Stored items:
▬▬▬▬▬▬▬▬▬▬

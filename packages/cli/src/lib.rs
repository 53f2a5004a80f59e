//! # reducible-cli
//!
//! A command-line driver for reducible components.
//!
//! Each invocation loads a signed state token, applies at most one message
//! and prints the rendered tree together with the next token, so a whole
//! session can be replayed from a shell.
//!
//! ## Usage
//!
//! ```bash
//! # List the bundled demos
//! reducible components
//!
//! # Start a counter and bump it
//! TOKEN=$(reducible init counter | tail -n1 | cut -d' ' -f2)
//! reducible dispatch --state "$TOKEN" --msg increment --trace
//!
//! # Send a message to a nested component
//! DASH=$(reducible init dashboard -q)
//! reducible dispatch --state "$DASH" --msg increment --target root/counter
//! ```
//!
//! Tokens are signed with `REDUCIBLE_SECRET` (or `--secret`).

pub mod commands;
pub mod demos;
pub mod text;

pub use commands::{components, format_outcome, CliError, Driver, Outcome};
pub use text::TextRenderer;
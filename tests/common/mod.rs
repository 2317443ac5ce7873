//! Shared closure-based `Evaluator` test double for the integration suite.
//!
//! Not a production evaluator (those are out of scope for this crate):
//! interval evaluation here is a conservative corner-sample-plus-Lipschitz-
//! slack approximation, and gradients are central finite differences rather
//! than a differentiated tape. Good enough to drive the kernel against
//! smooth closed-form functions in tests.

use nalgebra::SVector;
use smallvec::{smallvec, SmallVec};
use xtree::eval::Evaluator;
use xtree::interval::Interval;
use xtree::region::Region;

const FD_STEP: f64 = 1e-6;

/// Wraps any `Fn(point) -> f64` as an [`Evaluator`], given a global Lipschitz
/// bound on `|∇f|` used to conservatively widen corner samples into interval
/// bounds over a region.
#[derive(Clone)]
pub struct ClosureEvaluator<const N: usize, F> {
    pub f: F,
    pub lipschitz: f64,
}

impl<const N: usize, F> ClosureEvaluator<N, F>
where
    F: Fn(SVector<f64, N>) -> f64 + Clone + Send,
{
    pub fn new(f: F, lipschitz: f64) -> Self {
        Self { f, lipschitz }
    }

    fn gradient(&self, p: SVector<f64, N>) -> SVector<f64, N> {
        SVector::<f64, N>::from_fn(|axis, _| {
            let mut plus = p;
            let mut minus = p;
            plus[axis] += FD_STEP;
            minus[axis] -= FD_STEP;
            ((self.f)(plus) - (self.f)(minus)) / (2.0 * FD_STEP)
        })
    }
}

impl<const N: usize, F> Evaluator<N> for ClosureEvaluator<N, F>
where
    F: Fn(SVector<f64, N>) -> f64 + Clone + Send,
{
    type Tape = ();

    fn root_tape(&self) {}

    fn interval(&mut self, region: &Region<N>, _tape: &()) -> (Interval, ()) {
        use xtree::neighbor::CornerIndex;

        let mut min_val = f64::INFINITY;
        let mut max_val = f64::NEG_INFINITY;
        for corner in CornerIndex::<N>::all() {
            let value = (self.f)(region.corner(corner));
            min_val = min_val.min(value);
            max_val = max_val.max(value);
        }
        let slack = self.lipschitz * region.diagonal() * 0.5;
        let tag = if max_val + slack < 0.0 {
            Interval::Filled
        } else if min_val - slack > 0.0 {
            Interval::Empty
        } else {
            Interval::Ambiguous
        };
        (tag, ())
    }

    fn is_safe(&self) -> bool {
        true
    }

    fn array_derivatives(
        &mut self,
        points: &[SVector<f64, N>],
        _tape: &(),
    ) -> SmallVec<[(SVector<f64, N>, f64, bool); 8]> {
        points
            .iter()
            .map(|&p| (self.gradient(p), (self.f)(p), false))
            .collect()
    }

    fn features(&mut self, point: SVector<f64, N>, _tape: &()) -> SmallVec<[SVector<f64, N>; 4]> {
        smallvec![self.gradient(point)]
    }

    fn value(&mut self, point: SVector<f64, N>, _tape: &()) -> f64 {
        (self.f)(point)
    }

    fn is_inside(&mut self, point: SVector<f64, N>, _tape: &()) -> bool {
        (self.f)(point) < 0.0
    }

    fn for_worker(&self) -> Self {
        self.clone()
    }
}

▬▬▬▬▬▬▬▬▬▬

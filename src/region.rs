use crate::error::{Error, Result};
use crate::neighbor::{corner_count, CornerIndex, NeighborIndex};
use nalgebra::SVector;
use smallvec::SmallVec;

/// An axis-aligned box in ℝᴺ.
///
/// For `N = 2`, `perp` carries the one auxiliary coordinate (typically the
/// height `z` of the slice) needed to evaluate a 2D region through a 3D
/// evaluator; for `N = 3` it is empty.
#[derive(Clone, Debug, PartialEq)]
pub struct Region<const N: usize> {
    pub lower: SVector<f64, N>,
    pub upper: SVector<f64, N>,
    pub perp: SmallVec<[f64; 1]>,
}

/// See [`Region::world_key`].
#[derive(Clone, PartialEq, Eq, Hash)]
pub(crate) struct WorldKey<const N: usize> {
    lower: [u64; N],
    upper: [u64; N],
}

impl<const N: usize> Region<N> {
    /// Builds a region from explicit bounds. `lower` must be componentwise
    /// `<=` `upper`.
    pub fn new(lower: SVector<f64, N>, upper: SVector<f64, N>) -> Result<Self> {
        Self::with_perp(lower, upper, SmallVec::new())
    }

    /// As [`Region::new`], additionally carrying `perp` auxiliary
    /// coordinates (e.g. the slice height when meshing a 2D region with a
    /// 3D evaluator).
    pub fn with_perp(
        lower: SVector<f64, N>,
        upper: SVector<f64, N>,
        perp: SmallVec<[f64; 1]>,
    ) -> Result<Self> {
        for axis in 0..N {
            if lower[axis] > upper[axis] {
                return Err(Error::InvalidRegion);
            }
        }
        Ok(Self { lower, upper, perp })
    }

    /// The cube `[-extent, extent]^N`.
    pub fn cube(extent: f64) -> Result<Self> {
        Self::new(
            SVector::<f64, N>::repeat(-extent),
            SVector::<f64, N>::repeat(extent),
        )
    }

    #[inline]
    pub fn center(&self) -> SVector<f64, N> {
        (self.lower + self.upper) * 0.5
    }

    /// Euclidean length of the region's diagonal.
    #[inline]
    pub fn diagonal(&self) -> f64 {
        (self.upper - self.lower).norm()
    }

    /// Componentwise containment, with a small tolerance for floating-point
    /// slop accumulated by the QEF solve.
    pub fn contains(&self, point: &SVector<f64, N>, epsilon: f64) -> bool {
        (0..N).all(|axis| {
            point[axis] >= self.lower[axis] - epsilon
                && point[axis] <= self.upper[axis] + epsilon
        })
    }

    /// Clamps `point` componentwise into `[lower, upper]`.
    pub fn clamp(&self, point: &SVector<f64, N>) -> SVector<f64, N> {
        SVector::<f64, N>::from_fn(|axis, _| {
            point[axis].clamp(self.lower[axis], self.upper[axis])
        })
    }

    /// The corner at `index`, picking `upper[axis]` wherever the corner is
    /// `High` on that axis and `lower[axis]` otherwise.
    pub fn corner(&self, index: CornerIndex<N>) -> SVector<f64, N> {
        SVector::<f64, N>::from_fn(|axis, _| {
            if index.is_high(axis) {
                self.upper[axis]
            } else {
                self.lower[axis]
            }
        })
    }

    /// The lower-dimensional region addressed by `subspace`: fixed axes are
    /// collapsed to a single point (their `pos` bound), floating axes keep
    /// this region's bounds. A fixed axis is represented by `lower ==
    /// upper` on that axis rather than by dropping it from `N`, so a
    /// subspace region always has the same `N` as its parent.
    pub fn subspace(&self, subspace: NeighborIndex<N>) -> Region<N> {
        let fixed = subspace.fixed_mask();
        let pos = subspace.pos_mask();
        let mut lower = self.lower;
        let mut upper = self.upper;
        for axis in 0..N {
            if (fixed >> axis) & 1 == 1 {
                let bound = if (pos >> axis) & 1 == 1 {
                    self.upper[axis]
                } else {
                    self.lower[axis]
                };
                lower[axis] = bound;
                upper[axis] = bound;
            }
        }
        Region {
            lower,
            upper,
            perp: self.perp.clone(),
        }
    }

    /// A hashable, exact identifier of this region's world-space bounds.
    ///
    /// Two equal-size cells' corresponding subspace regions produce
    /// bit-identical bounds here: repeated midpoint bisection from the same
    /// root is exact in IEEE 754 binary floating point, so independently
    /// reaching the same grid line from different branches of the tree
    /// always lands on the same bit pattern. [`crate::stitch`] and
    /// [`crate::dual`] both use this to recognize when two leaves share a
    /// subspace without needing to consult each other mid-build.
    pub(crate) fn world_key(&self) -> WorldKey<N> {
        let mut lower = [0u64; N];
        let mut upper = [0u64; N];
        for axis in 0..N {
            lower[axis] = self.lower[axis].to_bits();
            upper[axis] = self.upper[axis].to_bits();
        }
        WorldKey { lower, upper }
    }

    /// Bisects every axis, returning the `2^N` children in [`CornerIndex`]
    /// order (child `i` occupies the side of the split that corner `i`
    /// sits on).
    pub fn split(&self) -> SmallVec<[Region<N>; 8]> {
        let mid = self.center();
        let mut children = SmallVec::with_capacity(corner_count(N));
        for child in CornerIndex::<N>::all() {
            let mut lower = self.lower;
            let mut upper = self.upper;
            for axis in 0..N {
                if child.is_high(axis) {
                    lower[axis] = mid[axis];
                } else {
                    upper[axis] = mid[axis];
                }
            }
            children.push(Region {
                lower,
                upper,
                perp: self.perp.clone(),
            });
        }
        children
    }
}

▬▬▬▬▬▬▬▬▬▬

Whenever the string "const" shows up in a line of the records, copy that line.

const FD_STEP: f64 = 1e-6;
pub struct ClosureEvaluator<const N: usize, F> {
impl<const N: usize, F> ClosureEvaluator<N, F>
impl<const N: usize, F> Evaluator<N> for ClosureEvaluator<N, F>
pub struct Region<const N: usize> {
pub(crate) struct WorldKey<const N: usize> {
impl<const N: usize> Region<N> {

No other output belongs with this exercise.